THE PROBLEM —
Each line of the entries, from the first to the line containing "to the user", is to be transcribed exactly as it stands; include no other lines.
━━━━━━━━━━━━━━━━━━━━
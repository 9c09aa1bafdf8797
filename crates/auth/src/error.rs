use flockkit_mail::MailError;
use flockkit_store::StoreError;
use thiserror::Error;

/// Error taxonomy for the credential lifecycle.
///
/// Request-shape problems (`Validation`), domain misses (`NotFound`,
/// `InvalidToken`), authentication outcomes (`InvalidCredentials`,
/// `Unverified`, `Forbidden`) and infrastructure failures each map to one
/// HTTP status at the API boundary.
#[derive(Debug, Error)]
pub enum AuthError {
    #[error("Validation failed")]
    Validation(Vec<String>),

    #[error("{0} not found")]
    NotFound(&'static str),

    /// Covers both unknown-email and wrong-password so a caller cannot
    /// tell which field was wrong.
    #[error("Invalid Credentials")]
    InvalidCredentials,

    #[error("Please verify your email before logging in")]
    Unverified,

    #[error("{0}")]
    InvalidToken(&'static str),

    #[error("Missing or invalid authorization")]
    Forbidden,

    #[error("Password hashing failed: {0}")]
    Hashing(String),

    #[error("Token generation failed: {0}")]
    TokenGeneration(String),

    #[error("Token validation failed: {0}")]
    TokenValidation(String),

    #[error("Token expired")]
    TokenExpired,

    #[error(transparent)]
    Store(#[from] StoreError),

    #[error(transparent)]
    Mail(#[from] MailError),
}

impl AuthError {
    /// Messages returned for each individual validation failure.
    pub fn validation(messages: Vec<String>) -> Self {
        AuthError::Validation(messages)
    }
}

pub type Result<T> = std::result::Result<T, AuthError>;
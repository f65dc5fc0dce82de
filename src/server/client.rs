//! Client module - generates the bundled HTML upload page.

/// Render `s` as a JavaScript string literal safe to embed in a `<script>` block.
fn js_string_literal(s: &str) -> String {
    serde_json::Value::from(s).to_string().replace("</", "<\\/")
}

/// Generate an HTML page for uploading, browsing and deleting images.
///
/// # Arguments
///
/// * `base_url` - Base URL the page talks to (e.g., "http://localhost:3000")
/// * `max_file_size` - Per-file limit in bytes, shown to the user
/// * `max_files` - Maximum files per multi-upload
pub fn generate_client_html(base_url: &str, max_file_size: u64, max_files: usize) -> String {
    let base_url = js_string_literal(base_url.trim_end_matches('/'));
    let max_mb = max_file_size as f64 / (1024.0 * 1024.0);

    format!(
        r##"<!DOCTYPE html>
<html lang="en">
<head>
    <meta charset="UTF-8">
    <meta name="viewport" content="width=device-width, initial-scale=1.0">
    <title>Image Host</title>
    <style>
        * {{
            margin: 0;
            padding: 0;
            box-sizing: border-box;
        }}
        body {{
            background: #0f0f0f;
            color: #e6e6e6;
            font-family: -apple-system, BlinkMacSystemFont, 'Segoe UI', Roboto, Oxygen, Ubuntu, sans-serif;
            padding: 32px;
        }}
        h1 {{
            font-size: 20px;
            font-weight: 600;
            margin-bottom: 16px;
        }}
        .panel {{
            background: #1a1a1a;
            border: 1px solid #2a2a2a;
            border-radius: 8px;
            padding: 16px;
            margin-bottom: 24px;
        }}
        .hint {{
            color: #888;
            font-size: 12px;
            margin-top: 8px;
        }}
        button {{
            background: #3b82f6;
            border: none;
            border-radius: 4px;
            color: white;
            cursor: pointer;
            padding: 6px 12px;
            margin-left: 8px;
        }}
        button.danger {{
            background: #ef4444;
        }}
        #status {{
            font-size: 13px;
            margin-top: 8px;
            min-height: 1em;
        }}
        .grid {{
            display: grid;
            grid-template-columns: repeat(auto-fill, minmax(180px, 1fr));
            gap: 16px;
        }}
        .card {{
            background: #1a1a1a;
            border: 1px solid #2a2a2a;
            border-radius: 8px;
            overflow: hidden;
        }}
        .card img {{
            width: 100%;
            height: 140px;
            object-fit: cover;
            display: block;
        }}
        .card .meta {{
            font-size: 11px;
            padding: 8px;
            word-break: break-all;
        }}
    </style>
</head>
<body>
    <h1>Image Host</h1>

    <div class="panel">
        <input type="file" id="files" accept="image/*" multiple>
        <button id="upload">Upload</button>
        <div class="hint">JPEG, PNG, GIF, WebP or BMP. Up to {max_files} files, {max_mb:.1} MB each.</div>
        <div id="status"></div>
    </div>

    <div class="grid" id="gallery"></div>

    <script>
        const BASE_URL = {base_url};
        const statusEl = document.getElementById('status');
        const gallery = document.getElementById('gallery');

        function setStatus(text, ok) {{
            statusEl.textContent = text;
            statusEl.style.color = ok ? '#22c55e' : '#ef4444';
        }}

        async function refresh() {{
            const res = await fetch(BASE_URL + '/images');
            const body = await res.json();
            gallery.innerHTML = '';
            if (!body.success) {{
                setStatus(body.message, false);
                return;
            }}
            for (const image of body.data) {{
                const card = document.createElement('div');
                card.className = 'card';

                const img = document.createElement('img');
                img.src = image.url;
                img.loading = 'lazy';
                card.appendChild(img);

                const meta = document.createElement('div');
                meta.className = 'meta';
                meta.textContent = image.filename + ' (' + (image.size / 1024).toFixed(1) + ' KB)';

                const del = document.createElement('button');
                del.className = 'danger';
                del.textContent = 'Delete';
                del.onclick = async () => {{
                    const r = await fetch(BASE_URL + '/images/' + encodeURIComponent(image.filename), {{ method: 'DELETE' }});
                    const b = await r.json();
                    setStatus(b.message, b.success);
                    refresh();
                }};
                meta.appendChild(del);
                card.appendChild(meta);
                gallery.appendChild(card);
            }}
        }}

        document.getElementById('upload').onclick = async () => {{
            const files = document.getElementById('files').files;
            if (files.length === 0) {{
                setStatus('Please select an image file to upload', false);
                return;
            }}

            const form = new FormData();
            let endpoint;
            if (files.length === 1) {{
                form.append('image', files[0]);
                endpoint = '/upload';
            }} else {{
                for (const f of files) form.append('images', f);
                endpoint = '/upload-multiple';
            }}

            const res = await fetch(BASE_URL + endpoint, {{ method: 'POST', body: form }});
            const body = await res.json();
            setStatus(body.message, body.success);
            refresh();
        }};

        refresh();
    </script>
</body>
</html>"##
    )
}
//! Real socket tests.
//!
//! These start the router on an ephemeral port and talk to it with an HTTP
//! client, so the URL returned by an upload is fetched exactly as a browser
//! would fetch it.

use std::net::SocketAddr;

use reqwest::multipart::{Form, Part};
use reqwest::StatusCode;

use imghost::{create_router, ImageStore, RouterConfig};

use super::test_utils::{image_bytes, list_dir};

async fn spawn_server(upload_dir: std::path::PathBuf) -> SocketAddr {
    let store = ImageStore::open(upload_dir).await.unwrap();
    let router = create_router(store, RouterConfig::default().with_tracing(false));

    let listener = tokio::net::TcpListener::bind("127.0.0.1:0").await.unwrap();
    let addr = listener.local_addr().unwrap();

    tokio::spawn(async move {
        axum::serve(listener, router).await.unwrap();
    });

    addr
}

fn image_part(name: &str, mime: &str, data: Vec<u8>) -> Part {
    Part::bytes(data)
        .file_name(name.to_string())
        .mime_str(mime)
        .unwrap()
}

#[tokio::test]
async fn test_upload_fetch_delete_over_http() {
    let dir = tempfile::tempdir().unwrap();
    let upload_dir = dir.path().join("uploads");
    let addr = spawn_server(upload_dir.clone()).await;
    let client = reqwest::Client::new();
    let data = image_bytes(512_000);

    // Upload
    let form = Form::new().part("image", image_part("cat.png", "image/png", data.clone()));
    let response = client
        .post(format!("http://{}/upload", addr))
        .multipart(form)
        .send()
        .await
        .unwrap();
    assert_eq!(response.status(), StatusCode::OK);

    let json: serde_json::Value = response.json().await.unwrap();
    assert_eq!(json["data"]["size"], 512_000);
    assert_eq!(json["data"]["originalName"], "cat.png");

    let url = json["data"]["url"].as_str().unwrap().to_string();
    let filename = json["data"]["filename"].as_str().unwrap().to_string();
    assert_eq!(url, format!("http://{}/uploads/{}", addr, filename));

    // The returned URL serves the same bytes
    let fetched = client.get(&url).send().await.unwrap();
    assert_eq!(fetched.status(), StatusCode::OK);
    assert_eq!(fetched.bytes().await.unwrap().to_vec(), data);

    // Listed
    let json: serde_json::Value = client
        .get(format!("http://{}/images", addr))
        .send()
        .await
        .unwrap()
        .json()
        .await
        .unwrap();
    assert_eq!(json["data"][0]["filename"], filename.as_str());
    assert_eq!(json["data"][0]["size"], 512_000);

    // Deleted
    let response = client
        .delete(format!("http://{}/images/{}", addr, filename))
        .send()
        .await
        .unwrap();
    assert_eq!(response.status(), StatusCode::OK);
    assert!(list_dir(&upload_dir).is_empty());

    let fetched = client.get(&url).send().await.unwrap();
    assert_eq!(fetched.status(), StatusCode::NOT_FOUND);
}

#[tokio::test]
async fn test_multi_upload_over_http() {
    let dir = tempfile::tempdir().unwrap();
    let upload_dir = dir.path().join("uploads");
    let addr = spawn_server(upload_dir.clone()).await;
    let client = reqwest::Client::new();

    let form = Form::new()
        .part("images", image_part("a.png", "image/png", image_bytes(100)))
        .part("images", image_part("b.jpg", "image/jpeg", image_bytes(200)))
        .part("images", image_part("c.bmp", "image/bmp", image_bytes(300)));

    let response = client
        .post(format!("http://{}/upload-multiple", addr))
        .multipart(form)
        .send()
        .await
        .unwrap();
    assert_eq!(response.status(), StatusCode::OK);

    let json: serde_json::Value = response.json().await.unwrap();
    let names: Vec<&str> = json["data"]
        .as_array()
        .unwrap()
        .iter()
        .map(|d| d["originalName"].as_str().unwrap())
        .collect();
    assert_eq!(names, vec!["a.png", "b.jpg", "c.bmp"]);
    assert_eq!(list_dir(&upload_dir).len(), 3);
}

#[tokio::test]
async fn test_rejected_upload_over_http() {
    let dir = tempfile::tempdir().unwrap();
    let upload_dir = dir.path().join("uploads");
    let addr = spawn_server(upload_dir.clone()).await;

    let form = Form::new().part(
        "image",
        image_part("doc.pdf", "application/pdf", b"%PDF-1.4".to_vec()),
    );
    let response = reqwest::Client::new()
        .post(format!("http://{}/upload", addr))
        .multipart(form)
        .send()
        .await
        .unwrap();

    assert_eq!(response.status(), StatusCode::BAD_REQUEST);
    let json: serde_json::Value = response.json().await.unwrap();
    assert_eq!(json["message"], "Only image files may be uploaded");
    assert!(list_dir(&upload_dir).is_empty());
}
━━━━━━━━━━━━━━━━━━━━
YOUR SOLUTION —
repository 9c09aa1bafdf8797
filename crates/auth/src/error.rs
use flockkit_mail::MailError;
use flockkit_store::StoreError;
use thiserror::Error;

/// Error taxonomy for the credential lifecycle.
///
/// Request-shape problems (`Validation`), domain misses (`NotFound`,
/// `InvalidToken`), authentication outcomes (`InvalidCredentials`,
/// `Unverified`, `Forbidden`) and infrastructure failures each map to one
/// HTTP status at the API boundary.
#[derive(Debug, Error)]
pub enum AuthError {
    #[error("Validation failed")]
    Validation(Vec<String>),

    #[error("{0} not found")]
    NotFound(&'static str),

    /// Covers both unknown-email and wrong-password so a caller cannot
    /// tell which field was wrong.
    #[error("Invalid Credentials")]
    InvalidCredentials,

    #[error("Please verify your email before logging in")]
    Unverified,

    #[error("{0}")]
    InvalidToken(&'static str),

    #[error("Missing or invalid authorization")]
    Forbidden,

    #[error("Password hashing failed: {0}")]
    Hashing(String),

    #[error("Token generation failed: {0}")]
    TokenGeneration(String),

    #[error("Token validation failed: {0}")]
    TokenValidation(String),

    #[error("Token expired")]
    TokenExpired,

    #[error(transparent)]
    Store(#[from] StoreError),

    #[error(transparent)]
    Mail(#[from] MailError),
}

impl AuthError {
    /// Messages returned for each individual validation failure.
    pub fn validation(messages: Vec<String>) -> Self {
        AuthError::Validation(messages)
    }
}

pub type Result<T> = std::result::Result<T, AuthError>;
repository f65dc5fc0dce82de
filename src/server/client.rs
//! Client module - generates the bundled HTML upload page.

/// Render `s` as a JavaScript string literal safe to embed in a `<script>` block.
fn js_string_literal(s: &str) -> String {
    serde_json::Value::from(s).to_string().replace("</", "<\\/")
}

/// Generate an HTML page for uploading, browsing and deleting images.
///
/// # Arguments
///
/// * `base_url` - Base URL the page talks to (e.g., "http://localhost:3000")
/// * `max_file_size` - Per-file limit in bytes, shown to the user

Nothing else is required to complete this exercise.